From 1970 to 1974 he was professor at the Diocesan Seminary of the Burgo de Osma, Soria (1974-1988) and was priest in several parishes of Soria and acted as Diocesan Director of education (1978-1985), Diocesan delegate of the clergy (1985-1992), vicar Pastoral (1988-1993), episcopal Vicar for the Diocesan Synod (1994-1998), Canon of the Cathedral of Soria and the Diocesan School of theology Professor.

He was appointed vicar general of the Diocese of Osma-Soria in 2001. On 21 May 2004, Pope John Paul II named him bishop of that diocese. He took possession on 17 July 2004.

On 27 July 2007, Pope Benedict XVI appointed him Bishop of Santander. He was installed there on 9 September.

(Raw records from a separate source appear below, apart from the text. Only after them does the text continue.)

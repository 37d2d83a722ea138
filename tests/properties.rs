use burstsim::{
    Policy, Simulation, StateTransition, Workload,
    core::{EventKind, ProcessPriority, ThreadState},
    scheduler::UNBOUNDED_SLICE,
};
use proptest::prelude::*;

#[derive(Debug, Clone)]
struct ThreadSpec {
    process: u32,
    arrival: u64,
    bursts: Vec<u64>,
}

fn thread_spec() -> impl Strategy<Value = ThreadSpec> {
    (0u32..3, 0u64..30, 1usize..4).prop_flat_map(|(process, arrival, cpu_bursts)| {
        proptest::collection::vec(0u64..12, cpu_bursts * 2 - 1).prop_map(move |bursts| ThreadSpec {
            process,
            arrival,
            bursts,
        })
    })
}

fn policy() -> impl Strategy<Value = (Policy, i64)> {
    prop_oneof![
        Just((Policy::Fcfs, UNBOUNDED_SLICE)),
        Just((Policy::Priority, UNBOUNDED_SLICE)),
        (1i64..7).prop_map(|q| (Policy::RoundRobin, q)),
    ]
}

fn build(specs: &[ThreadSpec], overhead: u64) -> Workload {
    let mut w = Workload::new(overhead);
    for (id, priority) in ProcessPriority::ALL.iter().take(3).enumerate() {
        w.add_process(id as u32, *priority).unwrap();
    }
    for spec in specs {
        w.add_thread(spec.process, spec.arrival, &spec.bursts).unwrap();
    }
    w
}

fn simulate(specs: &[ThreadSpec], overhead: u64, (policy, slice): (Policy, i64)) -> Simulation<Box<dyn burstsim::Scheduler>> {
    let mut sim = Simulation::new(build(specs, overhead), policy.build(slice).unwrap());
    sim.run().unwrap();
    sim
}

proptest! {
    #![proptest_config(ProptestConfig::with_cases(128))]

    #[test]
    fn every_thread_exits_and_cpu_work_is_conserved(
        specs in proptest::collection::vec(thread_spec(), 0..8),
        overhead in 0u64..3,
        policy in policy(),
    ) {
        let sim = simulate(&specs, overhead, policy);

        for t in sim.ctx.threads.values() {
            prop_assert_eq!(t.state, ThreadState::Exit);
            prop_assert!(t.end_time.unwrap() >= t.arrival_time);
            prop_assert!(t.start_time.unwrap() >= t.arrival_time);
            prop_assert_eq!(t.service_time, t.cpu_demand());
        }

        let demand: u64 = specs
            .iter()
            .flat_map(|s| s.bursts.iter().step_by(2))
            .sum();
        let stats = sim.calculate_statistics();
        prop_assert_eq!(stats.service_time, demand);
        prop_assert!(stats.service_time + stats.dispatch_time <= stats.total_time);
        prop_assert_eq!(stats.completed_threads, specs.len());
    }

    #[test]
    fn reruns_produce_identical_transitions(
        specs in proptest::collection::vec(thread_spec(), 1..8),
        overhead in 0u64..3,
        policy in policy(),
    ) {
        let a: Vec<StateTransition> = simulate(&specs, overhead, policy).transitions().to_vec();
        let b: Vec<StateTransition> = simulate(&specs, overhead, policy).transitions().to_vec();
        prop_assert_eq!(a, b);
    }

    #[test]
    fn transitions_are_time_ordered(
        specs in proptest::collection::vec(thread_spec(), 1..8),
        policy in policy(),
    ) {
        let sim = simulate(&specs, 1, policy);
        let times: Vec<u64> = sim.transitions().iter().map(|t| t.time).collect();
        prop_assert!(times.windows(2).all(|w| w[0] <= w[1]));
    }

    #[test]
    fn statistics_are_idempotent(
        specs in proptest::collection::vec(thread_spec(), 0..6),
        policy in policy(),
    ) {
        let sim = simulate(&specs, 1, policy);
        prop_assert_eq!(sim.calculate_statistics(), sim.calculate_statistics());
        prop_assert_eq!(sim.thread_metrics(), sim.thread_metrics());
    }

    #[test]
    fn fcfs_dispatches_in_ready_order(
        specs in proptest::collection::vec(thread_spec(), 1..8),
        overhead in 0u64..3,
    ) {
        let sim = simulate(&specs, overhead, (Policy::Fcfs, UNBOUNDED_SLICE));

        // Replay ready-queue entries and check each dispatch takes the head.
        let mut queue = std::collections::VecDeque::new();
        for tr in sim.transitions() {
            match tr.to {
                ThreadState::Ready => queue.push_back(tr.thread),
                ThreadState::Running => prop_assert_eq!(queue.pop_front(), Some(tr.thread)),
                _ => {}
            }
        }
        prop_assert!(sim.transitions().iter().all(|t| t.event != EventKind::ProcessPreempted));
    }

    #[test]
    fn round_robin_preempts_after_exactly_one_quantum(
        specs in proptest::collection::vec(thread_spec(), 1..6),
        quantum in 1u64..6,
    ) {
        let sim = simulate(&specs, 0, (Policy::RoundRobin, quantum as i64));

        let mut started = std::collections::HashMap::new();
        for tr in sim.transitions() {
            if tr.to == ThreadState::Running {
                started.insert(tr.thread, tr.time);
            } else if tr.from == ThreadState::Running {
                let ran = tr.time - started[&tr.thread];
                if tr.event == EventKind::ProcessPreempted {
                    prop_assert_eq!(ran, quantum);
                } else {
                    prop_assert!(ran <= quantum);
                }
            }
        }
    }
}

On 29 March 2014, Pope Francis named him a member of the Congregation for institutes of consecrated life and societies of apostolic life.

On 12 December 2014, Francis appointed him Archbishop of Zaragoza. He was installed there on 21 December.

On 8 October 2020, he retired as Archbishop Emeritus of Zaragoza, while Carlos Manuel Escribano Subías was appointed as his successor as Archbishop.